Nachdem Renate Bergmanns Enkelin Lisbeth eingeschult wurde, merkt sie, daß es im Schulsystem hapert. Lehrermangel. Mittlerweile helfen sogar Rentner bei der Betreuung aus. So auch Frau Schlode, die Renate dann ganz schnell mit ins Boot holt. Und so wird Renate Bergmann Lehrerin und bekommt noch tieferen Einblick in die Missstände des Berliner Schulsystemes.

Renate Bergmann (Torsten Rohde) nimmt sich diesmal des Schulsystemes an.
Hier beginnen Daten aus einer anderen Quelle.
//! Network error taxonomy.

use thiserror::Error;

/// Errors surfaced by the connection stack.
///
/// Terminal codes ([`ServiceStopped`], [`ChannelStopped`]) short-circuit
/// per-channel state machines; the rest are recoverable at some level of
/// the session hierarchy.
///
/// [`ServiceStopped`]: Error::ServiceStopped
/// [`ChannelStopped`]: Error::ChannelStopped
#[derive(Debug, Clone, Copy, PartialEq, Eq, Hash, Error)]
pub enum Error {
    /// The enclosing service is shutting down.
    #[error("service stopped")]
    ServiceStopped,
    /// This channel is stopping but the service continues.
    #[error("channel stopped")]
    ChannelStopped,
    /// A timer fired (inactivity, expiration, handshake or ping).
    #[error("channel timed out")]
    ChannelTimeout,
    /// DNS resolution failed.
    #[error("resolving hostname failed")]
    ResolveFailed,
    /// A duplicate authority (or own nonce) is already connected.
    #[error("address already in use")]
    AddressInUse,
    /// The address is on the configured blacklist.
    #[error("address blocked")]
    AddressBlocked,
    /// Framing, decode or nonce failure on the wire.
    #[error("bad stream")]
    BadStream,
    /// The inbound connection limit was exceeded.
    #[error("oversubscribed")]
    Oversubscribed,
    /// Seeding produced an insufficient address count.
    #[error("peer throttling")]
    PeerThrottling,
    /// Start on a non-stopped service, or invalid configuration.
    #[error("operation failed")]
    OperationFailed,
    /// The host pool is empty.
    #[error("address not found")]
    NotFound,
}

impl Error {
    /// Terminal codes abort protocol handlers outright.
    pub fn is_terminal(self) -> bool {
        matches!(self, Error::ServiceStopped | Error::ChannelStopped)
    }
}

#[cfg(test)]
mod tests {
    use super::*;

    #[test]
    fn terminal_codes() {
        assert!(Error::ServiceStopped.is_terminal());
        assert!(Error::ChannelStopped.is_terminal());
        assert!(!Error::ChannelTimeout.is_terminal());
        assert!(!Error::BadStream.is_terminal());
    }
}
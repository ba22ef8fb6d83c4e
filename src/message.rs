//! Protocol messages consumed or originated by the connection stack.
//!
//! Wire encoding is the codec's concern; these are the decoded forms.

use serde::{Deserialize, Serialize};

use crate::types::NetworkAddress;

/// The subset of the Bitcoin message set this library speaks.
#[derive(Debug, Clone, PartialEq, Eq, Serialize, Deserialize)]
pub enum Message {
    Version(VersionPayload),
    Verack,
    /// Pre-BIP31 pings carry no nonce.
    Ping { nonce: Option<u64> },
    Pong { nonce: u64 },
    GetAddress,
    Address(Vec<NetworkAddress>),
    Reject(RejectPayload),
}

impl Message {
    /// The Bitcoin command string for this message.
    pub fn command(&self) -> &'static str {
        match self {
            Message::Version(_) => Self::VERSION,
            Message::Verack => Self::VERACK,
            Message::Ping { .. } => Self::PING,
            Message::Pong { .. } => Self::PONG,
            Message::GetAddress => Self::GET_ADDRESS,
            Message::Address(_) => Self::ADDRESS,
            Message::Reject(_) => Self::REJECT,
        }
    }

    pub const VERSION: &'static str = "version";
    pub const VERACK: &'static str = "verack";
    pub const PING: &'static str = "ping";
    pub const PONG: &'static str = "pong";
    pub const GET_ADDRESS: &'static str = "getaddr";
    pub const ADDRESS: &'static str = "addr";
    pub const REJECT: &'static str = "reject";
}

/// Handshake announcement exchanged at channel start.
#[derive(Debug, Clone, PartialEq, Eq, Serialize, Deserialize)]
pub struct VersionPayload {
    /// Highest protocol level the sender speaks.
    pub value: u32,
    /// Service bits the sender provides.
    pub services: u64,
    /// Sender wall clock, unix seconds.
    pub timestamp: u64,
    /// How the sender sees the receiver; services zeroed, they cannot
    /// be reflected.
    pub receiver: NetworkAddress,
    /// The sender's own advertised address.
    pub sender: NetworkAddress,
    /// Random per-channel nonce, used to detect connection to self.
    pub nonce: u64,
    pub user_agent: String,
    /// Sender's best block height.
    pub start_height: u32,
    /// Whether the sender wants unsolicited transaction relay (BIP37).
    pub relay: bool,
}

/// Reject error classes (BIP61).
#[derive(Debug, Clone, Copy, PartialEq, Eq, Serialize, Deserialize)]
pub enum RejectCode {
    Malformed,
    Invalid,
    Obsolete,
    Duplicate,
    NonStandard,
    Dust,
    InsufficientFee,
    Checkpoint,
}

/// Rejection notice for a previously sent message.
#[derive(Debug, Clone, PartialEq, Eq, Serialize, Deserialize)]
pub struct RejectPayload {
    /// Command string of the rejected message.
    pub message: String,
    pub code: RejectCode,
    pub reason: String,
}

#[cfg(test)]
mod tests {
    use super::*;

    #[test]
    fn commands() {
        assert_eq!(Message::Verack.command(), "verack");
        assert_eq!(Message::GetAddress.command(), "getaddr");
        assert_eq!(Message::Ping { nonce: None }.command(), "ping");
        assert_eq!(Message::Address(vec![]).command(), "addr");
    }
}
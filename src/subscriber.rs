//! Typed publish/subscribe with stop propagation.

use std::sync::{Arc, Mutex};

use tokio::sync::mpsc;

use crate::error::Error;

struct Inner<M> {
    stopped: Option<Error>,
    senders: Vec<mpsc::UnboundedSender<M>>,
}

/// Fan-out of one message type to any number of subscriptions.
///
/// Delivery is FIFO per subscription, in relay order. Stopping closes
/// every subscription with the stop reason; subscribing after stop
/// observes the reason immediately.
pub struct Subscriber<M> {
    inner: Arc<Mutex<Inner<M>>>,
}

/// One subscriber's queue. Remains subscribed until dropped.
pub struct Subscription<M> {
    rx: mpsc::UnboundedReceiver<M>,
    inner: Arc<Mutex<Inner<M>>>,
}

impl<M: Clone + Send + 'static> Subscriber<M> {
    pub fn new() -> Self {
        Self {
            inner: Arc::new(Mutex::new(Inner {
                stopped: None,
                senders: Vec::new(),
            })),
        }
    }

    pub fn subscribe(&self) -> Subscription<M> {
        let (tx, rx) = mpsc::unbounded_channel();

        let mut inner = self.inner.lock().expect("subscriber poisoned");
        if inner.stopped.is_none() {
            inner.senders.push(tx);
        }
        // On a stopped subscriber the sender drops here and the
        // subscription resolves with the stop reason at once.

        Subscription {
            rx,
            inner: Arc::clone(&self.inner),
        }
    }

    /// Deliver a message to every live subscription.
    pub fn relay(&self, message: M) {
        let mut inner = self.inner.lock().expect("subscriber poisoned");
        if inner.stopped.is_some() {
            return;
        }
        inner
            .senders
            .retain(|sender| sender.send(message.clone()).is_ok());
    }

    /// Close all subscriptions with `reason`. Idempotent; returns true
    /// for the first caller.
    pub fn stop(&self, reason: Error) -> bool {
        let mut inner = self.inner.lock().expect("subscriber poisoned");
        if inner.stopped.is_some() {
            return false;
        }
        inner.stopped = Some(reason);
        inner.senders.clear();
        true
    }

    pub fn is_stopped(&self) -> bool {
        self.inner.lock().expect("subscriber poisoned").stopped.is_some()
    }

    /// Re-arm after a stop, for service-lifetime subscribers.
    pub(crate) fn reopen(&self) {
        let mut inner = self.inner.lock().expect("subscriber poisoned");
        inner.stopped = None;
    }
}

impl<M: Clone + Send + 'static> Default for Subscriber<M> {
    fn default() -> Self {
        Self::new()
    }
}

impl<M> Subscription<M> {
    /// The next message, or the stop reason once the subscriber stops.
    ///
    /// Messages relayed before the stop are drained first, preserving
    /// arrival order.
    pub async fn recv(&mut self) -> Result<M, Error> {
        match self.rx.recv().await {
            Some(message) => Ok(message),
            None => {
                let inner = self.inner.lock().expect("subscriber poisoned");
                Err(inner.stopped.unwrap_or(Error::ServiceStopped))
            }
        }
    }
}
//! End-to-end tests over the in-memory transport.

use std::sync::Arc;
use std::time::Duration;

use tokio::io::{AsyncReadExt, AsyncWriteExt};
use tokio::time::timeout;

use goshawk::memory::{MemoryNet, MemoryTransport};
use goshawk::{
    Authority, Codec, Config, Endpoint, Error, HostStorage, Listener, Message, NetworkAddress,
    P2p, PlainCodec, Transport, NODE_NETWORK,
};

/// Honors `RUST_LOG` when a test needs tracing output.
fn init_logging() {
    let _ = tracing_subscriber::fmt()
        .with_env_filter(tracing_subscriber::EnvFilter::from_default_env())
        .with_test_writer()
        .try_init();
}

fn node(net: &Arc<MemoryNet>, ip: &str, config: Config) -> P2p<MemoryTransport> {
    P2p::new(
        config,
        Arc::new(PlainCodec::new()),
        net.endpoint(ip.parse().unwrap()),
    )
}

/// A quiet node: no pool, no sessions unless enabled per test.
fn quiet(seed: u64) -> Config {
    Config {
        host_pool_capacity: 0,
        outbound_connections: 0,
        inbound_connections: 0,
        rng_seed: Some(seed),
        ..Config::default()
    }
}

fn listening(ip: &str, seed: u64) -> Config {
    Config {
        bind: format!("{ip}:8333").parse().unwrap(),
        inbound_connections: 16,
        ..quiet(seed)
    }
}

async fn settle<T: Transport>(p2p: &P2p<T>, want: usize) {
    for _ in 0..600 {
        if p2p.connection_count() == want {
            return;
        }
        tokio::time::sleep(Duration::from_millis(100)).await;
    }
    panic!(
        "connection count never settled at {want} (now {})",
        p2p.connection_count()
    );
}

#[tokio::test(start_paused = true)]
async fn handshake_success_at_31402() {
    init_logging();
    let net = MemoryNet::new();

    let b = node(
        &net,
        "10.0.0.2",
        Config {
            protocol_maximum: 31402,
            ..listening("10.0.0.2", 2)
        },
    );
    let a = node(
        &net,
        "10.0.0.1",
        Config {
            protocol_maximum: 31402,
            ..quiet(1)
        },
    );

    let mut a_conns = a.subscribe_connection();
    let mut b_conns = b.subscribe_connection();

    b.start().await.unwrap();
    b.run().await.unwrap();
    a.start().await.unwrap();
    a.run().await.unwrap();

    a.connect("10.0.0.2", 8333);

    let a_channel = timeout(Duration::from_secs(30), a_conns.recv())
        .await
        .expect("outbound adoption")
        .unwrap();
    assert_eq!(a_channel.authority(), "10.0.0.2:8333".parse().unwrap());
    assert_eq!(a_channel.negotiated_version(), 31402);
    assert_ne!(a_channel.nonce(), 0);

    let peer = a_channel.peer_version().expect("peer version recorded");
    assert_eq!(peer.value, 31402);
    assert_eq!(peer.services, NODE_NETWORK);

    let b_channel = timeout(Duration::from_secs(30), b_conns.recv())
        .await
        .expect("inbound adoption")
        .unwrap();
    assert_eq!(b_channel.authority().ip, "10.0.0.1".parse::<std::net::IpAddr>().unwrap());
    assert_eq!(b_channel.negotiated_version(), 31402);

    assert_eq!(a.connection_count(), 1);
    assert_eq!(b.connection_count(), 1);
    assert!(a.connected(&"10.0.0.2:8333".parse().unwrap()));

    a.close().await.unwrap();
    b.close().await.unwrap();
}

#[tokio::test(start_paused = true)]
async fn handshake_negotiates_relay_and_nonced_ping_at_70002() {
    init_logging();
    let net = MemoryNet::new();

    let b = node(&net, "10.0.0.2", listening("10.0.0.2", 2));
    let a = node(&net, "10.0.0.1", quiet(1));

    let mut b_conns = b.subscribe_connection();

    b.start().await.unwrap();
    b.run().await.unwrap();
    a.start().await.unwrap();
    a.run().await.unwrap();

    a.connect("10.0.0.2", 8333);

    let b_channel = timeout(Duration::from_secs(30), b_conns.recv())
        .await
        .expect("inbound adoption")
        .unwrap();
    assert_eq!(b_channel.negotiated_version(), 70002);
    let peer = b_channel.peer_version().expect("peer version recorded");
    assert!(peer.relay);

    // Survive several nonced heartbeat rounds; an unanswered ping
    // would stop the channel with a timeout.
    tokio::time::sleep(Duration::from_secs(400)).await;
    assert_eq!(a.connection_count(), 1);
    assert_eq!(b.connection_count(), 1);

    a.close().await.unwrap();
    b.close().await.unwrap();
}

#[tokio::test(start_paused = true)]
async fn insufficient_version_is_rejected() {
    init_logging();
    let net = MemoryNet::new();

    // B only accepts 70002 peers; A tops out at 31402.
    let b = node(
        &net,
        "10.0.0.2",
        Config {
            protocol_minimum: 70002,
            protocol_maximum: 70002,
            ..listening("10.0.0.2", 2)
        },
    );
    let a = node(
        &net,
        "10.0.0.1",
        Config {
            protocol_maximum: 31402,
            ..quiet(1)
        },
    );

    let mut b_conns = b.subscribe_connection();

    b.start().await.unwrap();
    b.run().await.unwrap();
    a.start().await.unwrap();
    a.run().await.unwrap();

    a.connect("10.0.0.2", 8333);

    // Adoption never happens on either side.
    let adopted = timeout(Duration::from_secs(120), b_conns.recv()).await;
    assert!(adopted.is_err(), "obsolete peer must not be adopted");
    assert_eq!(a.connection_count(), 0);
    assert_eq!(b.connection_count(), 0);

    a.close().await.unwrap();
    b.close().await.unwrap();
}

#[tokio::test(start_paused = true)]
async fn seeding_below_threshold_is_throttled() {
    init_logging();
    let net = MemoryNet::new();

    // The seed peer accepts us but has no addresses to give.
    let b = node(&net, "10.0.0.2", listening("10.0.0.2", 2));
    b.start().await.unwrap();
    b.run().await.unwrap();

    let a = node(
        &net,
        "10.0.0.1",
        Config {
            host_pool_capacity: 100,
            seeds: vec![Endpoint::new("10.0.0.2", 8333)],
            outbound_connections: 0,
            inbound_connections: 0,
            rng_seed: Some(1),
            ..Config::default()
        },
    );

    assert_eq!(a.start().await, Err(Error::PeerThrottling));
    assert_eq!(a.address_count(), 0);

    a.close().await.unwrap();
    b.close().await.unwrap();
}

/// Serves a scripted seed peer on the raw transport: handshakes, echoes
/// pings and answers getaddr with the given list.
async fn fake_seed(
    transport: MemoryTransport,
    bind: Authority,
    addresses: Vec<NetworkAddress>,
) {
    let codec = PlainCodec::new();
    let mut listener = transport.bind(bind).await.unwrap();
    let (stream, _peer) = listener.accept().await.unwrap();
    let (mut reader, mut writer) = tokio::io::split(stream);

    let mut header = vec![0u8; codec.header_len()];
    loop {
        if reader.read_exact(&mut header).await.is_err() {
            return;
        }
        let frame = codec.decode_header(&header).unwrap();
        let mut payload = vec![0u8; frame.payload_len];
        if reader.read_exact(&mut payload).await.is_err() {
            return;
        }

        let replies = match codec.decode_payload(&frame.command, &payload).unwrap() {
            Message::Version(version) => vec![
                Message::Version(goshawk::VersionPayload {
                    value: 70002,
                    services: NODE_NETWORK,
                    timestamp: 1,
                    receiver: version.sender,
                    sender: bind.to_network_address(NODE_NETWORK),
                    nonce: 0x5eed,
                    user_agent: "/fake-seed/".into(),
                    start_height: 0,
                    relay: false,
                }),
                Message::Verack,
            ],
            Message::Ping { nonce: Some(nonce) } => vec![Message::Pong { nonce }],
            Message::GetAddress => vec![Message::Address(addresses.clone())],
            _ => Vec::new(),
        };

        for reply in replies {
            let frame = codec.encode(&reply).unwrap();
            if writer.write_all(&frame).await.is_err() {
                return;
            }
        }
    }
}

#[tokio::test(start_paused = true)]
async fn seeding_harvests_addresses() {
    init_logging();
    let net = MemoryNet::new();

    let addresses: Vec<NetworkAddress> = (0..150u32)
        .map(|i| NetworkAddress {
            services: NODE_NETWORK,
            ip: format!("10.1.{}.{}", i / 250, (i % 250) + 1).parse().unwrap(),
            port: 8333,
            timestamp: 1,
        })
        .collect();

    let seed_transport = net.endpoint("10.0.0.2".parse().unwrap());
    tokio::spawn(fake_seed(
        seed_transport,
        "10.0.0.2:8333".parse().unwrap(),
        addresses,
    ));

    let a = node(
        &net,
        "10.0.0.1",
        Config {
            host_pool_capacity: 1000,
            seeds: vec![Endpoint::new("10.0.0.2", 8333)],
            outbound_connections: 0,
            inbound_connections: 0,
            rng_seed: Some(1),
            ..Config::default()
        },
    );

    a.start().await.unwrap();
    assert_eq!(a.address_count(), 150);

    a.close().await.unwrap();
}

struct Preload(Vec<NetworkAddress>);

impl HostStorage for Preload {
    fn load(&self) -> std::io::Result<Vec<NetworkAddress>> {
        Ok(self.0.clone())
    }

    fn save(&self, _addresses: &[NetworkAddress]) -> std::io::Result<()> {
        Ok(())
    }
}

#[tokio::test(start_paused = true)]
async fn outbound_replaces_a_stopped_channel() {
    init_logging();
    let net = MemoryNet::new();

    let b = node(&net, "10.0.0.2", listening("10.0.0.2", 2));
    let c = node(&net, "10.0.0.3", listening("10.0.0.3", 3));
    b.start().await.unwrap();
    b.run().await.unwrap();
    c.start().await.unwrap();
    c.run().await.unwrap();

    let pool = vec![
        NetworkAddress {
            services: NODE_NETWORK,
            ip: "10.0.0.2".parse().unwrap(),
            port: 8333,
            timestamp: 1,
        },
        NetworkAddress {
            services: NODE_NETWORK,
            ip: "10.0.0.3".parse().unwrap(),
            port: 8333,
            timestamp: 1,
        },
    ];

    let a = P2p::with_storage(
        Config {
            host_pool_capacity: 10,
            outbound_connections: 2,
            connect_batch_size: 2,
            inbound_connections: 0,
            connect_cycle_delay: Duration::from_millis(200),
            rng_seed: Some(1),
            ..Config::default()
        },
        Arc::new(PlainCodec::new()),
        net.endpoint("10.0.0.1".parse().unwrap()),
        Preload(pool),
    );

    let mut a_conns = a.subscribe_connection();

    a.start().await.unwrap();
    a.run().await.unwrap();

    settle(&a, 2).await;

    let first = timeout(Duration::from_secs(60), a_conns.recv())
        .await
        .expect("first adoption")
        .unwrap();
    let second = timeout(Duration::from_secs(60), a_conns.recv())
        .await
        .expect("second adoption")
        .unwrap();
    assert_ne!(first.authority(), second.authority());

    // Drop one channel; the outbound session must replace it.
    first.stop(Error::ChannelStopped);
    settle(&a, 2).await;

    let replacement = timeout(Duration::from_secs(120), a_conns.recv())
        .await
        .expect("replacement adoption")
        .unwrap();
    assert_ne!(replacement.authority(), second.authority());

    a.close().await.unwrap();
    b.close().await.unwrap();
    c.close().await.unwrap();
}

#[tokio::test(start_paused = true)]
async fn blacklisted_peer_is_never_dialed() {
    init_logging();
    let net = MemoryNet::new();

    let b = node(&net, "10.0.0.2", listening("10.0.0.2", 2));
    b.start().await.unwrap();
    b.run().await.unwrap();

    let pool = vec![NetworkAddress {
        services: NODE_NETWORK,
        ip: "10.0.0.2".parse().unwrap(),
        port: 8333,
        timestamp: 1,
    }];

    let a = P2p::with_storage(
        Config {
            host_pool_capacity: 10,
            outbound_connections: 1,
            connect_batch_size: 1,
            inbound_connections: 0,
            connect_cycle_delay: Duration::from_millis(200),
            blacklists: vec!["10.0.0.0/24".parse().unwrap()],
            rng_seed: Some(1),
            ..Config::default()
        },
        Arc::new(PlainCodec::new()),
        net.endpoint("10.0.0.1".parse().unwrap()),
        Preload(pool),
    );

    a.start().await.unwrap();
    a.run().await.unwrap();

    tokio::time::sleep(Duration::from_secs(10)).await;
    assert_eq!(a.connection_count(), 0);
    assert_eq!(b.connection_count(), 0);

    a.close().await.unwrap();
    b.close().await.unwrap();
}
Sie berichtet von dem Wahnsinn der Einschulung, was heute zu einem richtigen Event ausartet, von ausgefallenen Schulstunden, überforderten Lehrern, aufmüpfigen Schülern ohne Erziehung, Helikoptereltern und Klassenausflügen. Nichts ist heutzutage noch einfach und kann einfach gemacht werden. Ohne Planung und Berücksichtigung der einzelnen Empfindlichkeiten von Schülern und Eltern geht gar nichts mehr. Dies bringt ein paar humorvolle Szenen. Jedoch bleibt für mich der Humor hier etwas hintenan. Im Gegensatz zu den vorherigen Büchern gibt es hier nicht viel zu lachen. Hier wird Renate Bergmann eher sozialkritisch und politisch. Dies hatte ich nicht so erwartet und hat mich etwas enttäuscht. Auch kamen für mich die Familienmitglieder sowie Gertrud, Ilse und Kurt sowie ihre Nachbarinnen zu kurz.

Band 19 ist zwar noch immer unterhaltsam, aber leider der schwächste Band der Online - Omi. Hoffentlich wird der nächste Band wieder witziger!